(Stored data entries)
○ ○ ○ ○ ○ ○ ○

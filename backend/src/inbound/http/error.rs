//! HTTP adapter mapping for domain failures.
//!
//! Purpose: keep [`Failure`] transport agnostic while giving Actix handlers a
//! single JSON error envelope and a total mapping onto status codes:
//!
//! | failure        | status | code              |
//! |----------------|--------|-------------------|
//! | `Validation`   | 400    | `invalid_request` |
//! | `NotFound`     | 404    | `not_found`       |
//! | `Database`     | 500    | `internal_error`  |
//! | anything else  | 500    | `internal_error`  |
//!
//! Internal errors never carry details and always use a fixed message.

use actix_web::{HttpResponse, ResponseError, http::StatusCode};
use serde::{Deserialize, Serialize};
use serde_json::{Value, json};
use tracing::{error, warn};
use utoipa::ToSchema;

use crate::domain::Failure;
use crate::middleware::trace::{TRACE_ID_HEADER, TraceId};

/// Message returned for storage failures.
pub const DATABASE_ERROR_MESSAGE: &str = "A database error occurred.";
/// Message returned for every other internal error.
pub const UNEXPECTED_ERROR_MESSAGE: &str = "An unexpected error occurred.";

/// Convenient result alias for HTTP handlers.
pub type ApiResult<T> = Result<T, ApiError>;

/// Stable machine-readable error code.
#[derive(Debug, Clone, Copy, PartialEq, Eq, Hash, Serialize, Deserialize, ToSchema)]
#[serde(rename_all = "snake_case")]
pub enum ErrorCode {
    /// The request is malformed or fails validation.
    InvalidRequest,
    /// The requested resource does not exist.
    NotFound,
    /// An unexpected error occurred on the server.
    InternalError,
}

/// API error response payload.
///
/// # Examples
/// ```
/// use backend::inbound::http::error::{ApiError, ErrorCode};
///
/// let err = ApiError::not_found("User '0xABC' not found");
/// assert_eq!(err.code, ErrorCode::NotFound);
/// ```
#[derive(Debug, Clone, PartialEq, Serialize, Deserialize, ToSchema)]
#[serde(rename_all = "camelCase")]
pub struct ApiError {
    /// Stable machine-readable error code.
    #[schema(example = "not_found")]
    pub code: ErrorCode,
    /// Human-readable error message.
    #[schema(example = "User '0xABC' not found")]
    pub message: String,
    /// Correlation identifier matching the `trace-id` response header.
    #[serde(skip_serializing_if = "Option::is_none")]
    pub trace_id: Option<String>,
    /// Structured context, e.g. `{ "subject": "User", "key": "0xABC" }`.
    #[serde(skip_serializing_if = "Option::is_none")]
    pub details: Option<Value>,
}

impl ApiError {
    /// Create a new error, capturing the trace identifier in scope.
    pub fn new(code: ErrorCode, message: impl Into<String>) -> Self {
        Self {
            code,
            message: message.into(),
            trace_id: TraceId::current().map(|id| id.to_string()),
            details: None,
        }
    }

    /// Attach a trace identifier to the error.
    pub fn with_trace_id(mut self, id: impl Into<String>) -> Self {
        self.trace_id = Some(id.into());
        self
    }

    /// Attach structured details to the error.
    pub fn with_details(mut self, details: Value) -> Self {
        self.details = Some(details);
        self
    }

    /// Convenience constructor for [`ErrorCode::InvalidRequest`].
    pub fn invalid_request(message: impl Into<String>) -> Self {
        Self::new(ErrorCode::InvalidRequest, message)
    }

    /// Convenience constructor for [`ErrorCode::NotFound`].
    pub fn not_found(message: impl Into<String>) -> Self {
        Self::new(ErrorCode::NotFound, message)
    }

    /// Convenience constructor for [`ErrorCode::InternalError`].
    pub fn internal(message: impl Into<String>) -> Self {
        Self::new(ErrorCode::InternalError, message)
    }
}

impl std::fmt::Display for ApiError {
    fn fmt(&self, f: &mut std::fmt::Formatter<'_>) -> std::fmt::Result {
        write!(f, "{}", self.message)
    }
}

fn status_for(code: ErrorCode) -> StatusCode {
    match code {
        ErrorCode::InvalidRequest => StatusCode::BAD_REQUEST,
        ErrorCode::NotFound => StatusCode::NOT_FOUND,
        ErrorCode::InternalError => StatusCode::INTERNAL_SERVER_ERROR,
    }
}

fn redact_if_internal(error: &ApiError) -> ApiError {
    if error.code == ErrorCode::InternalError && error.details.is_some() {
        ApiError {
            details: None,
            ..error.clone()
        }
    } else {
        error.clone()
    }
}

impl ResponseError for ApiError {
    fn status_code(&self) -> StatusCode {
        status_for(self.code)
    }

    fn error_response(&self) -> HttpResponse {
        let mut builder = HttpResponse::build(self.status_code());
        if let Some(id) = &self.trace_id {
            builder.insert_header((TRACE_ID_HEADER, id.clone()));
        }
        builder.json(redact_if_internal(self))
    }
}

impl From<Failure> for ApiError {
    fn from(failure: Failure) -> Self {
        let message = failure.to_string();
        match failure {
            Failure::Validation {
                subject,
                invalid_value,
            } => Self::invalid_request(message)
                .with_details(json!({ "subject": subject, "value": invalid_value })),
            Failure::NotFound { subject, key } => {
                Self::not_found(message).with_details(json!({ "subject": subject, "key": key }))
            }
            Failure::Database { message: detail } => {
                warn!(failure = %detail, "database failure reported to client");
                Self::internal(DATABASE_ERROR_MESSAGE)
            }
        }
    }
}

/// Catch-all arm of the mapping: framework errors that are not domain
/// failures render as a generic 500 without echoing their cause.
///
/// Extractor errors do not come through here; `json_config` and
/// `query_config` turn them into `invalid_request` first.
impl From<actix_web::Error> for ApiError {
    fn from(err: actix_web::Error) -> Self {
        error!(error = %err, "actix error promoted to API error");
        Self::internal(UNEXPECTED_ERROR_MESSAGE)
    }
}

○ ○ ○ ○ ○ ○ ○

Your assignment: Repeat the full set of records exactly.

Response for this exercise:
filename backend/src/inbound/http/error.rs
//! HTTP adapter mapping for domain failures.
//!
//! Purpose: keep [`Failure`] transport agnostic while giving Actix handlers a
//! single JSON error envelope and a total mapping onto status codes:
//!
//! | failure        | status | code              |
//! |----------------|--------|-------------------|
//! | `Validation`   | 400    | `invalid_request` |
//! | `NotFound`     | 404    | `not_found`       |
//! | `Database`     | 500    | `internal_error`  |
//! | anything else  | 500    | `internal_error`  |
//!
//! Internal errors never carry details and always use a fixed message.

use actix_web::{HttpResponse, ResponseError, http::StatusCode};
use serde::{Deserialize, Serialize};
use serde_json::{Value, json};
use tracing::{error, warn};
use utoipa::ToSchema;

use crate::domain::Failure;
use crate::middleware::trace::{TRACE_ID_HEADER, TraceId};

/// Message returned for storage failures.
pub const DATABASE_ERROR_MESSAGE: &str = "A database error occurred.";
/// Message returned for every other internal error.
pub const UNEXPECTED_ERROR_MESSAGE: &str = "An unexpected error occurred.";

/// Convenient result alias for HTTP handlers.
pub type ApiResult<T> = Result<T, ApiError>;

/// Stable machine-readable error code.
#[derive(Debug, Clone, Copy, PartialEq, Eq, Hash, Serialize, Deserialize, ToSchema)]
#[serde(rename_all = "snake_case")]
pub enum ErrorCode {
    /// The request is malformed or fails validation.
    InvalidRequest,
    /// The requested resource does not exist.
    NotFound,
    /// An unexpected error occurred on the server.
    InternalError,
}

/// API error response payload.
///
/// # Examples
/// ```
/// use backend::inbound::http::error::{ApiError, ErrorCode};
///
/// let err = ApiError::not_found("User '0xABC' not found");
/// assert_eq!(err.code, ErrorCode::NotFound);
/// ```
#[derive(Debug, Clone, PartialEq, Serialize, Deserialize, ToSchema)]
#[serde(rename_all = "camelCase")]
pub struct ApiError {
    /// Stable machine-readable error code.
    #[schema(example = "not_found")]
    pub code: ErrorCode,
    /// Human-readable error message.
    #[schema(example = "User '0xABC' not found")]
    pub message: String,
    /// Correlation identifier matching the `trace-id` response header.
    #[serde(skip_serializing_if = "Option::is_none")]
    pub trace_id: Option<String>,
    /// Structured context, e.g. `{ "subject": "User", "key": "0xABC" }`.
    #[serde(skip_serializing_if = "Option::is_none")]
    pub details: Option<Value>,
}

impl ApiError {
    /// Create a new error, capturing the trace identifier in scope.
    pub fn new(code: ErrorCode, message: impl Into<String>) -> Self {
        Self {
            code,
            message: message.into(),
            trace_id: TraceId::current().map(|id| id.to_string()),
            details: None,
        }
    }

    /// Attach a trace identifier to the error.
    pub fn with_trace_id(mut self, id: impl Into<String>) -> Self {
        self.trace_id = Some(id.into());
        self
    }

    /// Attach structured details to the error.
    pub fn with_details(mut self, details: Value) -> Self {
        self.details = Some(details);
        self
    }

    /// Convenience constructor for [`ErrorCode::InvalidRequest`].
    pub fn invalid_request(message: impl Into<String>) -> Self {
        Self::new(ErrorCode::InvalidRequest, message)
    }

    /// Convenience constructor for [`ErrorCode::NotFound`].
    pub fn not_found(message: impl Into<String>) -> Self {
        Self::new(ErrorCode::NotFound, message)
    }

    /// Convenience constructor for [`ErrorCode::InternalError`].
    pub fn internal(message: impl Into<String>) -> Self {
        Self::new(ErrorCode::InternalError, message)
    }
}

impl std::fmt::Display for ApiError {
    fn fmt(&self, f: &mut std::fmt::Formatter<'_>) -> std::fmt::Result {
        write!(f, "{}", self.message)
    }
}

fn status_for(code: ErrorCode) -> StatusCode {
    match code {
        ErrorCode::InvalidRequest => StatusCode::BAD_REQUEST,
        ErrorCode::NotFound => StatusCode::NOT_FOUND,
        ErrorCode::InternalError => StatusCode::INTERNAL_SERVER_ERROR,
    }
}

fn redact_if_internal(error: &ApiError) -> ApiError {
    if error.code == ErrorCode::InternalError && error.details.is_some() {
        ApiError {
            details: None,
            ..error.clone()
        }
    } else {
        error.clone()
    }
}

impl ResponseError for ApiError {
    fn status_code(&self) -> StatusCode {
        status_for(self.code)
    }

    fn error_response(&self) -> HttpResponse {
        let mut builder = HttpResponse::build(self.status_code());
        if let Some(id) = &self.trace_id {
            builder.insert_header((TRACE_ID_HEADER, id.clone()));
        }
        builder.json(redact_if_internal(self))
    }
}

impl From<Failure> for ApiError {
    fn from(failure: Failure) -> Self {
        let message = failure.to_string();
        match failure {
            Failure::Validation {
                subject,
                invalid_value,
            } => Self::invalid_request(message)
                .with_details(json!({ "subject": subject, "value": invalid_value })),
            Failure::NotFound { subject, key } => {
                Self::not_found(message).with_details(json!({ "subject": subject, "key": key }))
            }
            Failure::Database { message: detail } => {
                warn!(failure = %detail, "database failure reported to client");
                Self::internal(DATABASE_ERROR_MESSAGE)
            }
        }
    }
}

/// Catch-all arm of the mapping: framework errors that are not domain
/// failures render as a generic 500 without echoing their cause.
///
/// Extractor errors do not come through here; `json_config` and
/// `query_config` turn them into `invalid_request` first.
impl From<actix_web::Error> for ApiError {
    fn from(err: actix_web::Error) -> Self {
        error!(error = %err, "actix error promoted to API error");
        Self::internal(UNEXPECTED_ERROR_MESSAGE)
    }
}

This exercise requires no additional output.